::: Extracted information :::

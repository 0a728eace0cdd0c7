//! Fixed table of runtime gauges sampled from the host and the current
//! process.
//!
//! The agent samples one [`RuntimeStats`] snapshot per scrape pass and
//! projects every entry of [`RUNTIME_GAUGES`] into a gauge metric.
//! Unsigned fields are widened to `f64` by unsigned cast; float fields are
//! passed through.

use sysinfo::{Pid, System};

/// One snapshot of the host/process counters backing the runtime gauges.
#[derive(Debug, Clone, Copy, Default)]
pub struct RuntimeStats {
    pub uptime: u64,
    pub boot_time: u64,
    pub mem_total: u64,
    pub mem_free: u64,
    pub mem_available: u64,
    pub mem_used: u64,
    pub swap_total: u64,
    pub swap_free: u64,
    pub swap_used: u64,
    pub load_avg1: f64,
    pub load_avg5: f64,
    pub load_avg15: f64,
    pub num_cpus: u64,
    pub global_cpu_usage: f64,
    pub proc_count: u64,
    pub proc_rss: u64,
    pub proc_virtual_memory: u64,
    pub proc_cpu_usage: f64,
    pub proc_run_time: u64,
    pub proc_start_time: u64,
}

/// Extractor over a [`RuntimeStats`] snapshot. The variant records the
/// underlying field kind so widening stays explicit.
#[derive(Clone, Copy)]
pub enum Sample {
    Unsigned(fn(&RuntimeStats) -> u64),
    Float(fn(&RuntimeStats) -> f64),
}

impl Sample {
    /// Gauge value of the field, unsigned fields widened by cast.
    pub fn gauge_value(&self, stats: &RuntimeStats) -> f64 {
        match self {
            Sample::Unsigned(f) => f(stats) as f64,
            Sample::Float(f) => f(stats),
        }
    }

    /// Bare rendering for the URL-style report form: unsigned fields keep
    /// their integer shape.
    pub fn render(&self, stats: &RuntimeStats) -> String {
        match self {
            Sample::Unsigned(f) => format!("{}", f(stats)),
            Sample::Float(f) => format!("{}", f(stats)),
        }
    }
}

pub const RUNTIME_GAUGES: &[(&str, Sample)] = &[
    ("Uptime", Sample::Unsigned(|s| s.uptime)),
    ("BootTime", Sample::Unsigned(|s| s.boot_time)),
    ("MemTotal", Sample::Unsigned(|s| s.mem_total)),
    ("MemFree", Sample::Unsigned(|s| s.mem_free)),
    ("MemAvailable", Sample::Unsigned(|s| s.mem_available)),
    ("MemUsed", Sample::Unsigned(|s| s.mem_used)),
    ("SwapTotal", Sample::Unsigned(|s| s.swap_total)),
    ("SwapFree", Sample::Unsigned(|s| s.swap_free)),
    ("SwapUsed", Sample::Unsigned(|s| s.swap_used)),
    ("LoadAvg1", Sample::Float(|s| s.load_avg1)),
    ("LoadAvg5", Sample::Float(|s| s.load_avg5)),
    ("LoadAvg15", Sample::Float(|s| s.load_avg15)),
    ("NumCpus", Sample::Unsigned(|s| s.num_cpus)),
    ("GlobalCpuUsage", Sample::Float(|s| s.global_cpu_usage)),
    ("ProcCount", Sample::Unsigned(|s| s.proc_count)),
    ("ProcRss", Sample::Unsigned(|s| s.proc_rss)),
    ("ProcVirtualMemory", Sample::Unsigned(|s| s.proc_virtual_memory)),
    ("ProcCpuUsage", Sample::Float(|s| s.proc_cpu_usage)),
    ("ProcRunTime", Sample::Unsigned(|s| s.proc_run_time)),
    ("ProcStartTime", Sample::Unsigned(|s| s.proc_start_time)),
];

/// Owns the `sysinfo` handle and produces [`RuntimeStats`] snapshots.
pub struct RuntimeSampler {
    system: System,
    pid: Option<Pid>,
}

impl RuntimeSampler {
    pub fn new() -> Self {
        Self {
            system: System::new(),
            pid: sysinfo::get_current_pid().ok(),
        }
    }

    pub fn sample(&mut self) -> RuntimeStats {
        self.system.refresh_all();
        let load = System::load_average();
        let mut stats = RuntimeStats {
            uptime: System::uptime(),
            boot_time: System::boot_time(),
            mem_total: self.system.total_memory(),
            mem_free: self.system.free_memory(),
            mem_available: self.system.available_memory(),
            mem_used: self.system.used_memory(),
            swap_total: self.system.total_swap(),
            swap_free: self.system.free_swap(),
            swap_used: self.system.used_swap(),
            load_avg1: load.one,
            load_avg5: load.five,
            load_avg15: load.fifteen,
            num_cpus: self.system.cpus().len() as u64,
            global_cpu_usage: self.system.global_cpu_usage() as f64,
            proc_count: self.system.processes().len() as u64,
            ..Default::default()
        };
        if let Some(proc) = self.pid.and_then(|pid| self.system.process(pid)) {
            stats.proc_rss = proc.memory();
            stats.proc_virtual_memory = proc.virtual_memory();
            stats.proc_cpu_usage = proc.cpu_usage() as f64;
            stats.proc_run_time = proc.run_time();
            stats.proc_start_time = proc.start_time();
        }
        stats
    }
}

impl Default for RuntimeSampler {
    fn default() -> Self {
        Self::new()
    }
}

#[cfg(test)]
mod tests {
    use super::*;

    #[test]
    fn table_names_are_unique() {
        let mut names: Vec<&str> = RUNTIME_GAUGES.iter().map(|(n, _)| *n).collect();
        names.sort_unstable();
        names.dedup();
        assert_eq!(names.len(), RUNTIME_GAUGES.len());
    }

    #[test]
    fn unsigned_fields_widen_by_cast() {
        let stats = RuntimeStats {
            mem_total: u64::MAX,
            ..Default::default()
        };
        let (_, sample) = RUNTIME_GAUGES
            .iter()
            .find(|(n, _)| *n == "MemTotal")
            .unwrap();
        assert_eq!(sample.gauge_value(&stats), u64::MAX as f64);
        assert_eq!(sample.render(&stats), u64::MAX.to_string());
    }

    #[test]
    fn sampler_fills_host_memory() {
        let mut sampler = RuntimeSampler::new();
        let stats = sampler.sample();
        assert!(stats.mem_total > 0);
        assert!(stats.num_cpus > 0);
    }
}
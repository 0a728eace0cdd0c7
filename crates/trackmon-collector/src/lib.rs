pub mod cpu;
pub mod memory;
pub mod poll_count;
pub mod random_value;
pub mod runtime;

use anyhow::Result;
use trackmon_common::{Metric, MetricKind};

/// A polymorphic metric source registered with the agent store.
///
/// `scrape` may block (OS calls) and may fail; the store invokes it from a
/// dedicated thread per collector. `metric` must be a cheap, side-effect
/// free snapshot of the last scraped value.
pub trait Collector: Send + Sync {
    fn name(&self) -> &'static str;
    fn desc(&self) -> &'static str;
    fn kind(&self) -> MetricKind;
    /// Bare value rendering used by the URL-style report form.
    fn value_string(&self) -> String;
    fn scrape(&mut self) -> Result<()>;
    fn metric(&self) -> Metric;
}
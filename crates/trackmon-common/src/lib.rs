pub mod convert;
pub mod metric;

pub mod proto {
    #![allow(clippy::pedantic)]
    #![allow(clippy::missing_errors_doc)]
    #![allow(clippy::doc_markdown)]
    #![allow(clippy::default_trait_access)]
    tonic::include_proto!("trackmon");
}

pub use metric::{Metric, MetricError, MetricKind};
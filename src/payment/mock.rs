//! Configurable in-memory payment service for tests and dry runs.

use std::sync::Mutex;
use std::sync::atomic::{AtomicUsize, Ordering};

use async_trait::async_trait;
use rust_decimal::Decimal;

use crate::error::PaymentError;
use crate::model::PaymentMethod;

use super::{PaymentDispatch, PaymentService, PaymentStatusClass};

#[derive(Debug, Clone)]
pub struct MockPaymentConfig {
    pub method: PaymentMethod,
    pub is_async: bool,
    pub enabled: bool,
    /// Dispatch result returned by `send_payment`.
    pub succeed: bool,
    pub external_id: Option<String>,
}

impl Default for MockPaymentConfig {
    fn default() -> Self {
        Self {
            method: PaymentMethod::QrInstant,
            is_async: false,
            enabled: true,
            succeed: true,
            external_id: Some("mock-ext-1".to_string()),
        }
    }
}

#[derive(Debug, Clone, PartialEq)]
pub struct SentPayment {
    pub account: String,
    pub value: Decimal,
    pub qr_code: Option<String>,
}

pub struct MockPaymentService {
    config: MockPaymentConfig,
    dispatched: Mutex<Vec<SentPayment>>,
    calls: AtomicUsize,
}

impl MockPaymentService {
    pub fn new(config: MockPaymentConfig) -> Self {
        Self {
            config,
            dispatched: Mutex::new(Vec::new()),
            calls: AtomicUsize::new(0),
        }
    }

    pub fn dispatched(&self) -> Vec<SentPayment> {
        self.dispatched.lock().unwrap().clone()
    }

    pub fn call_count(&self) -> usize {
        self.calls.load(Ordering::SeqCst)
    }
}

#[async_trait]
impl PaymentService for MockPaymentService {
    fn method(&self) -> PaymentMethod {
        self.config.method
    }

    fn is_async(&self) -> bool {
        self.config.is_async
    }

    fn is_enabled(&self) -> bool {
        self.config.enabled
    }

    async fn send_payment(
        &self,
        account: &str,
        value: Decimal,
        qr_code: Option<&str>,
    ) -> Result<PaymentDispatch, PaymentError> {
        self.calls.fetch_add(1, Ordering::SeqCst);
        self.dispatched.lock().unwrap().push(SentPayment {
            account: account.to_string(),
            value,
            qr_code: qr_code.map(str::to_string),
        });

        Ok(PaymentDispatch {
            success: self.config.succeed,
            external_id: self.config.external_id.clone(),
        })
    }

    fn map_status(&self, raw_status: &str) -> PaymentStatusClass {
        match raw_status {
            "settled" | "completed" => PaymentStatusClass::Completed,
            "returned" | "rejected" | "failed" => PaymentStatusClass::Failed,
            _ => PaymentStatusClass::Processing,
        }
    }
}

:::

Aim of the task ▸ Across the entries above, tally every line that includes the string "dispatched", then state only the count.

Task output ▸ 5